Instructions for the task:
Word for word, return the lines from the start of the entries below through the line that has "use crate::analysis::aggregator::generate_full_analysis;".

Available data:
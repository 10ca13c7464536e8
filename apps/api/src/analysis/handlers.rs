//! Axum route handlers for the career analysis API.
//!
//! Handlers own boundary validation: structurally malformed bodies are
//! rejected by serde before they get here, empty required fields are
//! rejected here. The engine and analyst below assume well-formed input.

use axum::{extract::State, Json};
use serde::{Deserialize, Serialize};

use crate::analysis::aggregator::generate_full_analysis;
use crate::analysis::models::{ChatReply, Course, Curriculum, FullAnalysis, GapAnalysis, MarketInsights};
use crate::catalog::JobRecord;
use crate::engine;
use crate::errors::AppError;
use crate::state::AppState;

// ────────────────────────────────────────────────────────────────────────────
// Request / Response types
// ────────────────────────────────────────────────────────────────────────────

#[derive(Debug, Deserialize)]
pub struct SkillsRequest {
    pub skills: Vec<String>,
}

#[derive(Debug, Deserialize)]
#[serde(rename_all = "camelCase")]
pub struct SalaryImpactRequest {
    pub skills: Vec<String>,
    pub new_skill: String,
}

#[derive(Debug, Deserialize)]
#[serde(rename_all = "camelCase")]
pub struct CurriculumRequest {
    pub skills_to_learn: Vec<String>,
}

#[derive(Debug, Deserialize)]
pub struct ChatRequest {
    pub role: String,
    pub analysis: FullAnalysis,
    pub question: String,
}

#[derive(Debug, Deserialize)]
#[serde(rename_all = "camelCase")]
pub struct CourseRequest {
    pub target_skill: String,
    #[serde(default = "default_level")]
    pub level: String,
    #[serde(default)]
    pub skills: Vec<String>,
}

fn default_level() -> String {
    "beginner".to_string()
}

#[derive(Debug, Serialize)]
#[serde(rename_all = "camelCase")]
pub struct MatchJobsResponse {
    pub qualified_jobs: Vec<JobRecord>,
}

#[derive(Debug, Serialize)]
pub struct GapAnalysisResponse {
    pub analysis: GapAnalysis,
}

#[derive(Debug, Serialize)]
#[serde(rename_all = "camelCase")]
pub struct SalaryImpactResponse {
    pub potential_salary_increase: u64,
}

#[derive(Debug, Serialize)]
pub struct CurriculumResponse {
    pub curriculum: Curriculum,
}

#[derive(Debug, Serialize)]
pub struct MarketInsightsResponse {
    pub insights: MarketInsights,
}

#[derive(Debug, Serialize)]
pub struct ChatResponse {
    pub chat: ChatReply,
}

#[derive(Debug, Serialize)]
pub struct CourseResponse {
    pub course: Course,
}

#[derive(Debug, Serialize)]
pub struct FullAnalysisResponse {
    pub analysis: FullAnalysis,
}

// ────────────────────────────────────────────────────────────────────────────
// Handlers
// ────────────────────────────────────────────────────────────────────────────

/// POST /match-jobs
///
/// Pure subset matching against the catalog — no model call.
pub async fn handle_match_jobs(
    State(state): State<AppState>,
    Json(request): Json<SkillsRequest>,
) -> Result<Json<MatchJobsResponse>, AppError> {
    let qualified_jobs = engine::qualified_jobs(&request.skills, state.catalog.jobs());
    Ok(Json(MatchJobsResponse { qualified_jobs }))
}

/// POST /opportunity-gap-analysis
///
/// Computes the jobs out of reach, then asks the analyst which skills would
/// unlock the most.
pub async fn handle_gap_analysis(
    State(state): State<AppState>,
    Json(request): Json<SkillsRequest>,
) -> Result<Json<GapAnalysisResponse>, AppError> {
    let unqualified = engine::unqualified_jobs(&request.skills, state.catalog.jobs());
    let analysis = state
        .analyst
        .gap_analysis(&request.skills, &unqualified)
        .await?;
    Ok(Json(GapAnalysisResponse { analysis }))
}

/// POST /salary-impact-calculator
///
/// Deterministic salary arithmetic — no model call.
pub async fn handle_salary_impact(
    State(state): State<AppState>,
    Json(request): Json<SalaryImpactRequest>,
) -> Result<Json<SalaryImpactResponse>, AppError> {
    if request.new_skill.trim().is_empty() {
        return Err(AppError::Validation("newSkill cannot be empty".to_string()));
    }

    let potential_salary_increase =
        engine::salary_impact(&request.skills, &request.new_skill, state.catalog.jobs());
    Ok(Json(SalaryImpactResponse {
        potential_salary_increase,
    }))
}

/// POST /generate-curriculum
pub async fn handle_generate_curriculum(
    State(state): State<AppState>,
    Json(request): Json<CurriculumRequest>,
) -> Result<Json<CurriculumResponse>, AppError> {
    if request.skills_to_learn.is_empty() {
        return Err(AppError::Validation(
            "skillsToLearn cannot be empty".to_string(),
        ));
    }

    let curriculum = state.analyst.learning_path(&request.skills_to_learn).await?;
    Ok(Json(CurriculumResponse { curriculum }))
}

/// POST /market-insights
pub async fn handle_market_insights(
    State(state): State<AppState>,
    Json(request): Json<SkillsRequest>,
) -> Result<Json<MarketInsightsResponse>, AppError> {
    let qualified = engine::qualified_jobs(&request.skills, state.catalog.jobs());
    let insights = state
        .analyst
        .market_insights(&request.skills, &qualified)
        .await?;
    Ok(Json(MarketInsightsResponse { insights }))
}

/// POST /coach-chat
///
/// Answers a question grounded in a prior full analysis, under the
/// caller-supplied coach persona.
pub async fn handle_coach_chat(
    State(state): State<AppState>,
    Json(request): Json<ChatRequest>,
) -> Result<Json<ChatResponse>, AppError> {
    if request.question.trim().is_empty() {
        return Err(AppError::Validation("question cannot be empty".to_string()));
    }
    if request.role.trim().is_empty() {
        return Err(AppError::Validation("role cannot be empty".to_string()));
    }

    let chat = state
        .analyst
        .coach_chat(&request.role, &request.analysis, &request.question)
        .await?;
    Ok(Json(ChatResponse { chat }))
}

/// POST /generate-course
pub async fn handle_generate_course(
    State(state): State<AppState>,
    Json(request): Json<CourseRequest>,
) -> Result<Json<CourseResponse>, AppError> {
    if request.target_skill.trim().is_empty() {
        return Err(AppError::Validation(
            "targetSkill cannot be empty".to_string(),
        ));
    }

    let course = state
        .analyst
        .course_outline(&request.target_skill, &request.level, &request.skills)
        .await?;
    Ok(Json(CourseResponse { course }))
}

/// POST /generate-full-analysis
///
/// The whole pipeline in one call. In offline mode the canned analyst
/// answers and the response shape is identical.
pub async fn handle_full_analysis(
    State(state): State<AppState>,
    Json(request): Json<SkillsRequest>,
) -> Result<Json<FullAnalysisResponse>, AppError> {
    let analysis =
        generate_full_analysis(&state.catalog, state.analyst.as_ref(), &request.skills).await?;
    Ok(Json(FullAnalysisResponse { analysis }))
}
//! Skill-Gap Engine — pure qualification and salary arithmetic over the
//! catalog.
//!
//! Every function here is deterministic, side-effect free, and total: inputs
//! are treated as well-formed once past the handler boundary. Skill matching
//! is exact string equality after case-folding — a job requiring N skills
//! needs all N present, no partial credit.

use std::collections::HashSet;

use crate::catalog::JobRecord;

fn normalized(skills: &[String]) -> HashSet<String> {
    skills.iter().map(|s| s.to_lowercase()).collect()
}

fn is_qualified(skill_set: &HashSet<String>, job: &JobRecord) -> bool {
    job.required_skills
        .iter()
        .all(|req| skill_set.contains(&req.to_lowercase()))
}

/// Jobs whose every required skill is present in `skills`. Catalog order is
/// preserved.
pub fn qualified_jobs(skills: &[String], jobs: &[JobRecord]) -> Vec<JobRecord> {
    let skill_set = normalized(skills);
    jobs.iter()
        .filter(|job| is_qualified(&skill_set, job))
        .cloned()
        .collect()
}

/// Complement of [`qualified_jobs`].
pub fn unqualified_jobs(skills: &[String], jobs: &[JobRecord]) -> Vec<JobRecord> {
    let skill_set = normalized(skills);
    jobs.iter()
        .filter(|job| !is_qualified(&skill_set, job))
        .cloned()
        .collect()
}

/// Maximum upper salary bound across `jobs`, or 0 when empty.
pub fn max_salary(jobs: &[JobRecord]) -> u64 {
    jobs.iter().map(|job| job.salary_range.max).max().unwrap_or(0)
}

/// Potential salary increase from learning `new_skill`, clamped at zero.
pub fn salary_impact(skills: &[String], new_skill: &str, jobs: &[JobRecord]) -> u64 {
    let current_max = max_salary(&qualified_jobs(skills, jobs));

    let mut expanded: Vec<String> = skills.to_vec();
    expanded.push(new_skill.to_string());
    let new_max = max_salary(&qualified_jobs(&expanded, jobs));

    new_max.saturating_sub(current_max)
}

/// Jobs out of reach today that become reachable once `learned` skills are
/// acquired.
pub fn next_level_opportunities(
    skills: &[String],
    learned: &[String],
    jobs: &[JobRecord],
) -> Vec<JobRecord> {
    let current = normalized(skills);
    let mut expanded = current.clone();
    expanded.extend(learned.iter().map(|s| s.to_lowercase()));

    jobs.iter()
        .filter(|job| !is_qualified(&current, job) && is_qualified(&expanded, job))
        .cloned()
        .collect()
}

#[cfg(test)]
mod tests {
    use super::*;
    use crate::catalog::{JobCatalog, SalaryRange};
    use std::collections::HashSet;

    fn make_job(id: u32, max_salary: u64, skills: &[&str]) -> JobRecord {
        JobRecord {
            id,
            title: format!("Job {id}"),
            salary_range: SalaryRange {
                min: max_salary / 2,
                max: max_salary,
                currency: "RWF".to_string(),
            },
            required_skills: skills.iter().map(|s| s.to_string()).collect(),
            company: None,
            location: None,
            industry: None,
            experience_level: None,
            posted_date: None,
        }
    }

    fn skills(names: &[&str]) -> Vec<String> {
        names.iter().map(|s| s.to_string()).collect()
    }

    fn ids(jobs: &[JobRecord]) -> Vec<u32> {
        jobs.iter().map(|j| j.id).collect()
    }

    #[test]
    fn test_qualified_and_unqualified_partition_the_catalog() {
        let catalog = JobCatalog::bundled();
        let user = skills(&["html", "css", "javascript", "python"]);

        let qualified = qualified_jobs(&user, catalog.jobs());
        let unqualified = unqualified_jobs(&user, catalog.jobs());

        assert_eq!(qualified.len() + unqualified.len(), catalog.jobs().len());

        let qualified_ids: HashSet<u32> = qualified.iter().map(|j| j.id).collect();
        let unqualified_ids: HashSet<u32> = unqualified.iter().map(|j| j.id).collect();
        assert!(qualified_ids.is_disjoint(&unqualified_ids));
    }

    #[test]
    fn test_exact_subset_match_qualifies() {
        // Catalog job 1 requires exactly html, css, javascript.
        let catalog = JobCatalog::bundled();
        let user = skills(&["html", "css", "javascript"]);

        let qualified = qualified_jobs(&user, catalog.jobs());
        assert!(ids(&qualified).contains(&1));

        let unqualified = unqualified_jobs(&user, catalog.jobs());
        assert!(!ids(&unqualified).contains(&1));
    }

    #[test]
    fn test_one_missing_skill_disqualifies() {
        let jobs = vec![make_job(1, 500_000, &["rust", "sql", "docker"])];
        let user = skills(&["rust", "sql"]);
        assert!(qualified_jobs(&user, &jobs).is_empty());
    }

    #[test]
    fn test_matching_is_case_folded_not_fuzzy() {
        let jobs = vec![make_job(1, 500_000, &["react"])];
        assert_eq!(qualified_jobs(&skills(&["React"]), &jobs).len(), 1);
        // Substrings and near-matches never count.
        assert!(qualified_jobs(&skills(&["reactjs"]), &jobs).is_empty());
    }

    #[test]
    fn test_catalog_order_is_preserved() {
        let jobs = vec![
            make_job(3, 100, &["a"]),
            make_job(1, 200, &["a"]),
            make_job(2, 300, &["a"]),
        ];
        assert_eq!(ids(&qualified_jobs(&skills(&["a"]), &jobs)), vec![3, 1, 2]);
    }

    #[test]
    fn test_engine_functions_are_idempotent() {
        let catalog = JobCatalog::bundled();
        let user = skills(&["python", "sql", "git"]);

        assert_eq!(
            qualified_jobs(&user, catalog.jobs()),
            qualified_jobs(&user, catalog.jobs())
        );
        assert_eq!(
            unqualified_jobs(&user, catalog.jobs()),
            unqualified_jobs(&user, catalog.jobs())
        );
    }

    #[test]
    fn test_max_salary_of_empty_set_is_zero() {
        assert_eq!(max_salary(&[]), 0);
    }

    #[test]
    fn test_max_salary_takes_upper_bound() {
        let jobs = vec![make_job(1, 300_000, &["a"]), make_job(2, 800_000, &["b"])];
        assert_eq!(max_salary(&jobs), 800_000);
    }

    #[test]
    fn test_salary_impact_clamps_at_zero() {
        // One job requiring five skills, upper bound 800k; python + fastapi
        // still leaves three missing, so the impact is zero.
        let jobs = vec![make_job(
            1,
            800_000,
            &["python", "fastapi", "sql", "docker", "git"],
        )];
        assert_eq!(salary_impact(&skills(&["python"]), "fastapi", &jobs), 0);
    }

    #[test]
    fn test_salary_impact_is_the_documented_difference() {
        let jobs = vec![
            make_job(1, 300_000, &["javascript"]),
            make_job(2, 600_000, &["javascript", "react"]),
        ];
        assert_eq!(salary_impact(&skills(&["javascript"]), "react", &jobs), 300_000);
    }

    #[test]
    fn test_salary_impact_never_negative_when_skill_adds_nothing() {
        let jobs = vec![make_job(1, 300_000, &["javascript"])];
        assert_eq!(salary_impact(&skills(&["javascript"]), "cobol", &jobs), 0);
    }

    #[test]
    fn test_next_level_disjoint_from_current_qualified() {
        let catalog = JobCatalog::bundled();
        let user = skills(&["html", "css", "javascript"]);
        let learned = skills(&["react", "git"]);

        let current: HashSet<u32> = qualified_jobs(&user, catalog.jobs())
            .iter()
            .map(|j| j.id)
            .collect();
        let next: HashSet<u32> = next_level_opportunities(&user, &learned, catalog.jobs())
            .iter()
            .map(|j| j.id)
            .collect();

        assert!(current.is_disjoint(&next));
        // react + git unlock the frontend role.
        assert!(next.contains(&2));
    }

    #[test]
    fn test_next_level_requires_learned_skills_to_complete_the_set() {
        let jobs = vec![make_job(1, 500_000, &["python", "sql", "docker"])];
        // docker alone is not enough — sql is still missing.
        let next = next_level_opportunities(&skills(&["python"]), &skills(&["docker"]), &jobs);
        assert!(next.is_empty());
    }

    #[test]
    fn test_next_level_empty_learned_set_yields_nothing() {
        let catalog = JobCatalog::bundled();
        let user = skills(&["html"]);
        assert!(next_level_opportunities(&user, &[], catalog.jobs()).is_empty());
    }
}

Result of this exercise:
repository 10ca13c7464536e8
filename apps/api/src/analysis/handlers.rs
//! Axum route handlers for the career analysis API.
//!
//! Handlers own boundary validation: structurally malformed bodies are
//! rejected by serde before they get here, empty required fields are
//! rejected here. The engine and analyst below assume well-formed input.

use axum::{extract::State, Json};
use serde::{Deserialize, Serialize};

use crate::analysis::aggregator::generate_full_analysis;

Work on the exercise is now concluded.